Re: [RFC][PATCH] Logical Replication/BDR prototype and architecture - Mailing list pgsql-hackers

From Robert Haas
Subject Re: [RFC][PATCH] Logical Replication/BDR prototype and architecture
Date
Msg-id CA+TgmoayRrSkxpAg7N_0dk=i1bujrpZ+Nb8askx=RpVmQJcrrQ@mail.gmail.com
Whole thread Raw
In response to Re: [RFC][PATCH] Logical Replication/BDR prototype and architecture  (Andres Freund <andres@2ndquadrant.com>)
Responses Re: [RFC][PATCH] Logical Replication/BDR prototype and architecture
List pgsql-hackers
On Tue, Jun 19, 2012 at 2:23 PM, Andres Freund <andres@2ndquadrant.com> wrote:
>> Well, the words are fuzzy, but I would define logical replication to
>> be something which is independent of the binary format in which stuff
>> gets stored on disk.  If it's not independent of the disk format, then
>> you can't do heterogenous replication (between versions, or between
>> products).  That precise limitation is the main thing that drives
>> people to use anything other than SR in the first place, IME.
> Not in mine.
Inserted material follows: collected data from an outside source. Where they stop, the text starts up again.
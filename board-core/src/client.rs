use std::cell::RefCell;

use async_trait::async_trait;
use serde::{Deserialize, Serialize, de::DeserializeOwned};
use serde_json::Value;
use tracing::{debug, warn};
use url::form_urlencoded;

use crate::error::{ApiError, ApiResult};
use crate::models::{LoginOutcome, PageResult, Post, SessionState};
use crate::state::ListQuery;

/// Размер страницы списка постов.
pub const PAGE_SIZE: u32 = 10;

#[derive(Debug, Clone, Copy, PartialEq, Eq, Hash)]
/// HTTP-метод запроса к API.
pub enum Method {
    /// GET.
    Get,
    /// POST.
    Post,
    /// PUT.
    Put,
    /// DELETE.
    Delete,
}

impl Method {
    /// Имя метода в HTTP.
    pub fn as_str(self) -> &'static str {
        match self {
            Self::Get => "GET",
            Self::Post => "POST",
            Self::Put => "PUT",
            Self::Delete => "DELETE",
        }
    }
}

#[derive(Debug, Clone, PartialEq, Eq)]
/// Сырой ответ сервера.
pub struct RawResponse {
    /// HTTP-статус.
    pub status: u16,
    /// Тело ответа как текст (может быть пустым).
    pub body: String,
}

impl RawResponse {
    /// Статус в диапазоне 2xx.
    pub fn is_success(&self) -> bool {
        (200..300).contains(&self.status)
    }
}

/// Транспорт до API.
///
/// Реализация сериализует `body` в JSON с `Content-Type: application/json`,
/// добавляет `Authorization: Bearer <token>` при наличии токена и возвращает
/// любой полученный ответ. Если ответа нет, возвращается
/// [`ApiError::Network`].
#[async_trait(?Send)]
pub trait Transport {
    /// Отправляет один запрос.
    async fn send(
        &self,
        method: Method,
        path: &str,
        body: Option<&Value>,
        token: Option<&str>,
    ) -> ApiResult<RawResponse>;
}

#[derive(Debug, Serialize)]
struct CredentialsDto<'a> {
    userid: &'a str,
    password: &'a str,
}

#[derive(Debug, Serialize)]
struct NewPostDto<'a> {
    title: &'a str,
    content: &'a str,
    author: &'a str,
}

#[derive(Debug, Serialize)]
struct PostPatchDto<'a> {
    title: &'a str,
    content: &'a str,
}

#[derive(Debug, Default, Deserialize)]
struct LoginResponseDto {
    #[serde(default)]
    token: Option<String>,
    #[serde(default)]
    message: Option<String>,
}

#[derive(Debug, Default, Deserialize)]
struct MessageDto {
    #[serde(default)]
    message: Option<String>,
}

#[derive(Debug, Default, Deserialize)]
struct UserDto {
    #[serde(default)]
    user_id: Option<String>,
}

#[derive(Debug, Deserialize)]
struct PageResultDto {
    #[serde(default)]
    posts: Option<Vec<Post>>,
    #[serde(default, rename = "totalPages")]
    total_pages: i64,
}

impl From<LoginResponseDto> for LoginOutcome {
    fn from(value: LoginResponseDto) -> Self {
        match value.token.filter(|token| !token.trim().is_empty()) {
            Some(token) => Self::Token(token),
            None => Self::Session {
                message: value.message,
            },
        }
    }
}

impl From<PageResultDto> for PageResult {
    fn from(value: PageResultDto) -> Self {
        Self {
            posts: value.posts.unwrap_or_default(),
            total_pages: value.total_pages.clamp(0, i64::from(u32::MAX)) as u32,
        }
    }
}

/// Путь списка постов: `/api/posts?page=<page>&limit=10[&search=<search>]`.
pub fn list_path(query: &ListQuery) -> String {
    let mut serializer = form_urlencoded::Serializer::new(String::new());
    serializer
        .append_pair("page", &query.page.to_string())
        .append_pair("limit", &PAGE_SIZE.to_string());
    if !query.search.is_empty() {
        serializer.append_pair("search", &query.search);
    }
    format!("/api/posts?{}", serializer.finish())
}

/// Клиент REST API доски поверх произвольного [`Transport`].
///
/// Хранит bearer-токен и прикладывает его ко всем запросам.
#[derive(Debug)]
pub struct ApiClient<T> {
    transport: T,
    token: RefCell<Option<String>>,
}

impl<T: Transport> ApiClient<T> {
    /// Создаёт клиент без токена.
    pub fn new(transport: T) -> Self {
        Self {
            transport,
            token: RefCell::new(None),
        }
    }

    /// Используемый транспорт.
    pub fn transport(&self) -> &T {
        &self.transport
    }

    /// Устанавливает bearer-токен.
    pub fn set_token(&self, token: impl Into<String>) {
        *self.token.borrow_mut() = Some(token.into());
    }

    /// Текущий токен.
    pub fn token(&self) -> Option<String> {
        self.token.borrow().clone()
    }

    /// Забывает токен.
    pub fn clear_token(&self) {
        *self.token.borrow_mut() = None;
    }

    /// Выполняет запрос и возвращает тело ответа как JSON.
    ///
    /// Ответ вне 2xx превращается в [`ApiError::Http`]; пустое тело превращается в
    /// `Value::Null`.
    pub async fn request(&self, method: Method, path: &str, body: Option<Value>) -> ApiResult<Value> {
        let (_, value) = self.request_with_status(method, path, body).await?;
        Ok(value)
    }

    /// То же, что [`ApiClient::request`], но вместе со статусом ответа.
    pub async fn request_with_status(
        &self,
        method: Method,
        path: &str,
        body: Option<Value>,
    ) -> ApiResult<(u16, Value)> {
        let token = self.token();
        debug!(method = method.as_str(), path, "sending api request");

        let response = self
            .transport
            .send(method, path, body.as_ref(), token.as_deref())
            .await?;

        if !response.is_success() {
            let err = ApiError::from_status(response.status, &response.body);
            warn!(method = method.as_str(), path, status = response.status, error = %err, "api request failed");
            return Err(err);
        }

        let value = decode_body(&response.body)?;
        Ok((response.status, value))
    }

    /// `POST /api/login`.
    pub async fn login(&self, userid: &str, password: &str) -> ApiResult<LoginOutcome> {
        let payload = to_value(&CredentialsDto { userid, password })?;
        let value = self.request(Method::Post, "/api/login", Some(payload)).await?;
        let dto: LoginResponseDto = decode_or_default(value)?;
        Ok(dto.into())
    }

    /// `POST /api/register`; возвращает сообщение сервера.
    pub async fn register(&self, userid: &str, password: &str) -> ApiResult<Option<String>> {
        let payload = to_value(&CredentialsDto { userid, password })?;
        let value = self
            .request(Method::Post, "/api/register", Some(payload))
            .await?;
        let dto: MessageDto = decode_or_default(value)?;
        Ok(dto.message)
    }

    /// `POST /api/logout`; возвращает сообщение сервера.
    pub async fn logout(&self) -> ApiResult<Option<String>> {
        let value = self.request(Method::Post, "/api/logout", None).await?;
        let dto: MessageDto = decode_or_default(value)?;
        Ok(dto.message)
    }

    /// `GET /api/is_logged_in`.
    pub async fn is_logged_in(&self) -> ApiResult<SessionState> {
        let value = self.request(Method::Get, "/api/is_logged_in", None).await?;
        decode(value)
    }

    /// `GET /api/get_user`; `None`, если пользователь не известен.
    pub async fn get_user(&self) -> ApiResult<Option<String>> {
        let value = self.request(Method::Get, "/api/get_user", None).await?;
        let dto: UserDto = decode_or_default(value)?;
        Ok(dto.user_id.filter(|user_id| !user_id.trim().is_empty()))
    }

    /// `GET /api/posts?page&limit&search`.
    pub async fn list_posts(&self, query: &ListQuery) -> ApiResult<PageResult> {
        let value = self.request(Method::Get, &list_path(query), None).await?;
        let dto: PageResultDto = decode(value)?;
        Ok(dto.into())
    }

    /// `GET /api/posts/{id}`.
    pub async fn get_post(&self, id: i64) -> ApiResult<Post> {
        let value = self
            .request(Method::Get, &format!("/api/posts/{id}"), None)
            .await?;
        decode(value)
    }

    /// `GET /api/posts/edit?id=`: пост для формы редактирования.
    pub async fn get_post_for_edit(&self, id: i64) -> ApiResult<Post> {
        let value = self
            .request(Method::Get, &format!("/api/posts/edit?id={id}"), None)
            .await?;
        decode(value)
    }

    /// `POST /api/posts`. Успехом считается только статус 201.
    pub async fn create_post(&self, title: &str, content: &str, author: &str) -> ApiResult<()> {
        let payload = to_value(&NewPostDto {
            title,
            content,
            author,
        })?;
        let (status, _) = self
            .request_with_status(Method::Post, "/api/posts", Some(payload))
            .await?;

        if status != 201 {
            warn!(status, "post creation answered without 201");
            return Err(ApiError::Http {
                status,
                error_code: None,
                message: format!("Пост не создан: сервер ответил статусом {status}"),
            });
        }
        Ok(())
    }

    /// `PUT /api/posts/update?id=`.
    pub async fn update_post(&self, id: i64, title: &str, content: &str) -> ApiResult<()> {
        let payload = to_value(&PostPatchDto { title, content })?;
        self.request(
            Method::Put,
            &format!("/api/posts/update?id={id}"),
            Some(payload),
        )
        .await?;
        Ok(())
    }

    /// `DELETE /api/posts/delete?id=`.
    pub async fn delete_post(&self, id: i64) -> ApiResult<()> {
        self.request(Method::Delete, &format!("/api/posts/delete?id={id}"), None)
            .await?;
        Ok(())
    }

    /// `GET /api/protected` с bearer-токеном.
    pub async fn fetch_protected(&self) -> ApiResult<Value> {
        self.request(Method::Get, "/api/protected", None).await
    }
}

fn to_value<S: Serialize>(payload: &S) -> ApiResult<Value> {
    serde_json::to_value(payload).map_err(|err| ApiError::Decode(err.to_string()))
}

fn decode_body(body: &str) -> ApiResult<Value> {
    if body.trim().is_empty() {
        return Ok(Value::Null);
    }
    serde_json::from_str(body).map_err(|err| ApiError::Decode(err.to_string()))
}

fn decode<D: DeserializeOwned>(value: Value) -> ApiResult<D> {
    serde_json::from_value(value).map_err(|err| ApiError::Decode(err.to_string()))
}

fn decode_or_default<D: DeserializeOwned + Default>(value: Value) -> ApiResult<D> {
    if value.is_null() {
        return Ok(D::default());
    }
    decode(value)
}

#[cfg(test)]
mod tests {
    use super::*;
    use crate::testing::FakeTransport;

    fn client() -> ApiClient<FakeTransport> {
        ApiClient::new(FakeTransport::default())
    }

    #[test]
    fn list_path_omits_empty_search() {
        assert_eq!(list_path(&ListQuery::new(2, "")), "/api/posts?page=2&limit=10");
    }

    #[test]
    fn list_path_encodes_search() {
        assert_eq!(
            list_path(&ListQuery::new(1, "a&b c")),
            "/api/posts?page=1&limit=10&search=a%26b+c"
        );
    }

    #[tokio::test]
    async fn list_posts_accepts_null_posts() {
        let client = client();
        client.transport().respond(
            Method::Get,
            "/api/posts?page=1&limit=10",
            200,
            r#"{"posts":null,"totalPages":0}"#,
        );

        let page = client
            .list_posts(&ListQuery::default())
            .await
            .expect("list must succeed");
        assert!(page.posts.is_empty());
        assert_eq!(page.total_pages, 0);
    }

    #[tokio::test]
    async fn token_is_attached_once_set() {
        let client = client();
        client
            .transport()
            .respond(Method::Get, "/api/protected", 200, r#"{"ok":true}"#);
        client.set_token("abc");

        let value = client.fetch_protected().await.expect("protected call");
        assert_eq!(value["ok"], Value::Bool(true));

        let calls = client.transport().calls();
        assert_eq!(calls[0].token.as_deref(), Some("abc"));
    }

    #[tokio::test]
    async fn create_post_requires_201() {
        let client = client();
        client.transport().respond(Method::Post, "/api/posts", 200, "");

        let err = client
            .create_post("t", "c", "a")
            .await
            .expect_err("200 is not a creation");
        assert_eq!(err.status(), Some(200));
    }

    #[tokio::test]
    async fn create_post_sends_json_body() {
        let client = client();
        client.transport().respond(Method::Post, "/api/posts", 201, "");

        client
            .create_post("t", "c", "alice")
            .await
            .expect("create must succeed");

        let calls = client.transport().calls();
        let body = calls[0].body.clone().expect("body");
        assert_eq!(body["title"], "t");
        assert_eq!(body["author"], "alice");
    }

    #[tokio::test]
    async fn non_json_success_body_is_decode_error() {
        let client = client();
        client
            .transport()
            .respond(Method::Get, "/api/posts/1", 200, "<html>");

        let err = client.get_post(1).await.expect_err("html is not a post");
        assert!(matches!(err, ApiError::Decode(_)));
    }

    #[tokio::test]
    async fn login_without_token_relies_on_session() {
        let client = client();
        client
            .transport()
            .respond(Method::Post, "/api/login", 200, r#"{"message":"ok"}"#);

        let outcome = client.login("u", "p").await.expect("login");
        assert_eq!(
            outcome,
            LoginOutcome::Session {
                message: Some("ok".to_string())
            }
        );
    }

    #[tokio::test]
    async fn get_user_treats_blank_id_as_absent() {
        let client = client();
        client
            .transport()
            .respond(Method::Get, "/api/get_user", 200, r#"{"user_id":""}"#);

        assert_eq!(client.get_user().await, Ok(None));
    }

    #[tokio::test]
    async fn transport_failure_is_network_error() {
        let client = client();
        client.transport().fail(Method::Get, "/api/is_logged_in");

        let err = client.is_logged_in().await.expect_err("no response");
        assert!(matches!(err, ApiError::Network(_)));
    }
}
The main limitation I see is that you cannot write anything on
> the standby. Which sucks majorly for many things. Its pretty much impossible
> to "fix" that for SR outside of very limited cases.
> While many scenarios don't need multimaster *many* need to write outside of
> the standby's replication set.

Well, that's certainly a common problem, even if it's not IME the most
common, but I don't think we need to argue about which one is more
common, because I'm not arguing against it.  The point, though, is
that if the logical format is independent of the on-disk format, the
things we can do are a strict superset of the things we can do if it
isn't.  I don't want to insist that catalogs be the same (or else you
get garbage when you decode tuples).  I want to tolerate the fact that
they may very well be different.  That will in no way preclude writing
outside the standby's replication set, nor will it prevent
multi-master replication.  It will, however, enable heterogenous
replication, which is a very important use case.  It will also mean
that innocent mistakes (like somehow ending up with a column that is
text on one server and numeric on another server) produce
comprehensible error messages, rather than garbage.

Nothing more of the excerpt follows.